Monday 28 January 2013

66. Mark van Hoen















Director's cut of a review published in The Wire #335 (January 2012)

Mark van Hoen 
The Revenant Diary 
Editions Mego CD/LP

Time is the alarming issue, the element most subject to the shearing pressure of social contradiction today. As average working weeks increase, we're enjoined ever more to indulge in colour-supplement leisure activities (“get making those memories”, as a recent advertising slogan had it). In the face of systemic crisis, we're haunted by the vague sense that time's running out; simultaneously, we seem to have more of it than ever – in abundant archives, in multiplying ephemeral media of memory-inscription (Twitter, Facebook, blogs). Like Blade Runner's Roy, our memories press maddeningly on the present, bursting into the body of music, blurring or sharpening their significances, at the moment they threaten to disappear “like tears in the rain”. As the archivists carry on their pursuits (witness the hauntological barrel-scraping of the Found Objects blog and the continuing vogue for 'austerity chic'), the quality of that time seems to matter increasingly little, just so long as it's past.

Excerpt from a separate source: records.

use crate::domains::logger::DomainLogger;
use std::sync::Arc;

struct NoOp;

impl DomainLogger for NoOp {
    fn debug(&self, _msg: &str) {}
    fn info(&self, _msg: &str) {}
    fn warn(&self, _msg: &str) {}
    fn error(&self, _msg: &str) {}
}

/// Discards everything; the default for contexts built in tests.
pub fn init_noop_logger() -> Arc<dyn DomainLogger> {
    Arc::new(NoOp)
}
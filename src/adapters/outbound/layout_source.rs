use std::env;
use std::fs;
use std::io::ErrorKind;
use std::path::{Path, PathBuf};

use crate::common::{NavigationError, NavigationResult};
use crate::domains::navigation::layout::FloorLayout;
use crate::domains::navigation::ports::FloorLayoutSource;

const LAYOUT_DIR: &str = "layouts";

/// Reads floor layouts stored as JSON files under `<base>/layouts/`.
pub struct FilesystemLayoutSource {
    base: PathBuf,
}

impl FilesystemLayoutSource {
    /// Precedence when `base` is `None`: `FLOOR_NAV_DATA_DIR` ->
    /// `./resources/floor_nav` -> `/usr/share/floor-nav`.
    pub fn new(base: Option<PathBuf>) -> Self {
        let base = base.unwrap_or_else(|| {
            if let Ok(v) = env::var("FLOOR_NAV_DATA_DIR") {
                PathBuf::from(v)
            } else {
                let cwd_default = Path::new("resources/floor_nav");
                if cwd_default.exists() { cwd_default.to_path_buf() } else { PathBuf::from("/usr/share/floor-nav") }
            }
        });
        Self { base }
    }

    pub fn base(&self) -> &Path {
        &self.base
    }

    /// Writes `layout` as pretty JSON, creating the layout folder if needed.
    pub fn save_layout(&self, name: &str, layout: &FloorLayout) -> NavigationResult<()> {
        let dir = self.base.join(LAYOUT_DIR);
        fs::create_dir_all(&dir).map_err(|e| NavigationError::InfrastructureError(format!("{}", e)))?;
        let json = serde_json::to_string_pretty(layout)?;
        fs::write(dir.join(name), json).map_err(|e| NavigationError::InfrastructureError(format!("{}", e)))?;
        Ok(())
    }
}

impl FloorLayoutSource for FilesystemLayoutSource {
    fn load_layout(&self, name: &str) -> NavigationResult<FloorLayout> {
        let path = self.base.join(LAYOUT_DIR).join(name);
        let content = fs::read_to_string(&path).map_err(|e| match e.kind() {
            ErrorKind::NotFound => NavigationError::LayoutNotFound { name: name.to_string() },
            _ => NavigationError::InfrastructureError(format!("{}: {}", path.display(), e)),
        })?;
        Ok(serde_json::from_str(&content)?)
    }

    /// Names of the `.json` files in the layout folder, sorted.
    fn list_layouts(&self) -> NavigationResult<Vec<String>> {
        let dir = self.base.join(LAYOUT_DIR);
        if !dir.exists() {
            return Ok(Vec::new());
        }
        let entries = fs::read_dir(&dir).map_err(|e| NavigationError::InfrastructureError(format!("{}", e)))?;
        let mut names = Vec::new();
        for entry in entries {
            let entry = entry.map_err(|e| NavigationError::InfrastructureError(format!("{}", e)))?;
            let path = entry.path();
            if path.extension().map_or(false, |ext| ext == "json") {
                if let Some(name) = path.file_name().and_then(|n| n.to_str()) {
                    names.push(name.to_string());
                }
            }
        }
        names.sort();
        Ok(names)
    }
}
pub mod adapters;
pub mod application;
pub mod common;
pub mod config;
pub mod domains;

pub use crate::config::Config;

// Re-export common types
pub use common::*;

// Re-export domain modules
pub use domains::*;
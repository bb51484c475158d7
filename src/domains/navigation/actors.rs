use crate::common::{DomainEvent, EventEnvelope, EventMetadata};
use super::events::NavigationEvent;
use super::projections::{NavigationProjection, NavigationProjectionStore};
use std::collections::VecDeque;
use std::sync::Arc;
use tokio::sync::{mpsc, RwLock};

/// Envelopes kept in the journal before the oldest are dropped.
pub const DEFAULT_JOURNAL_CAPACITY: usize = 4096;

/// Consumes navigation events off the channel, wraps each in an
/// [`EventEnvelope`] and keeps per-floor projections and a bounded journal
/// of the most recent envelopes.
pub struct NavigationEventActor {
    projection_store: Arc<RwLock<NavigationProjectionStore>>,
    journal: Arc<RwLock<VecDeque<EventEnvelope>>>,
    journal_capacity: usize,
    event_receiver: mpsc::Receiver<NavigationEvent>,
}

/// Cheap cloneable read handle onto a running [`NavigationEventActor`].
#[derive(Clone)]
pub struct NavigationEventView {
    projection_store: Arc<RwLock<NavigationProjectionStore>>,
    journal: Arc<RwLock<VecDeque<EventEnvelope>>>,
}

impl NavigationEventActor {
    pub fn new(event_receiver: mpsc::Receiver<NavigationEvent>) -> Self {
        Self::with_journal_capacity(event_receiver, DEFAULT_JOURNAL_CAPACITY)
    }

    /// Keeps at most `journal_capacity` envelopes (at least one).
    pub fn with_journal_capacity(event_receiver: mpsc::Receiver<NavigationEvent>, journal_capacity: usize) -> Self {
        Self {
            projection_store: Arc::new(RwLock::new(NavigationProjectionStore::new())),
            journal: Arc::new(RwLock::new(VecDeque::new())),
            journal_capacity: journal_capacity.max(1),
            event_receiver,
        }
    }

    pub fn view(&self) -> NavigationEventView {
        NavigationEventView {
            projection_store: self.projection_store.clone(),
            journal: self.journal.clone(),
        }
    }

    /// Runs until every sender is dropped.
    pub async fn run(&mut self) {
        while let Some(event) = self.event_receiver.recv().await {
            if let Err(e) = self.handle_event(event).await {
                tracing::error!("Failed to handle navigation event: {}", e);
            }
        }
    }

    async fn handle_event(&self, event: NavigationEvent) -> Result<(), String> {
        let mut metadata = EventMetadata::from_source("NavigationEventActor");
        metadata.agent_id = event.agent_id().map(str::to_string);
        let envelope = EventEnvelope::new(&event, "FloorNavigation", metadata)
            .map_err(|e| format!("Failed to create event envelope: {}", e))?;

        self.projection_store
            .write()
            .await
            .apply_event(event.aggregate_id(), &event);
        {
            let mut journal = self.journal.write().await;
            if journal.len() >= self.journal_capacity {
                journal.pop_front();
            }
            journal.push_back(envelope);
        }

        tracing::debug!("Handled navigation event: {}", event.event_type());
        Ok(())
    }
}

impl NavigationEventView {
    pub async fn projection(&self, floor_id: &str) -> Option<NavigationProjection> {
        self.projection_store.read().await.floors.get(floor_id).cloned()
    }

    pub async fn journal(&self) -> Vec<EventEnvelope> {
        self.journal.read().await.iter().cloned().collect()
    }
}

The latest solo album by former Seefeel member Mark van Hoen (who previously worked under the name Locust) seems to come with the same set of conceptual baggage as all the nostalgia-swollen albums of the past few years. But there is immediately a disturbing spark. The story goes: listening through his archive, van Hoen came across a track made in 1982 by his adolescent self, setting off a recall of even earlier recordings; in turn he was encouraged to try a more primitive recording set-up, of the kind he started out with: 4-track tape, minimal equipment. The potential dangers present themselves immediately: soft-focus recreation of simpler times, the sonic equivalent of the mid-life crisis car. From the first, though, he avoids them: the beats are rough, cutting hi-hats and a loping kick like distant depth-charges, frayed at the edges, synth-strings and female vocal as if imported from from a horror film. Nowhere, in fact, does the percussion become very sophisticated – as with his often somewhat portentous 90s work, van Hoen seems defiantly to occupy the only corner of electronica untouched by Techno and House's seductions. There's something queasy and out-of-joint about the mixing; it's as if van Hoen were adopting a deliberately broken language, feeling out the possibilities in stuttering, cracked versions of familiar gestures, of the slick, brooding digital productions that have dominated his catalogue to date. (Notably, where van Hoen sang on last year's Where Is The Truth, here the voices are borrowed, though whether from vocalist Georgia Belmont or sampled is hard to tell.)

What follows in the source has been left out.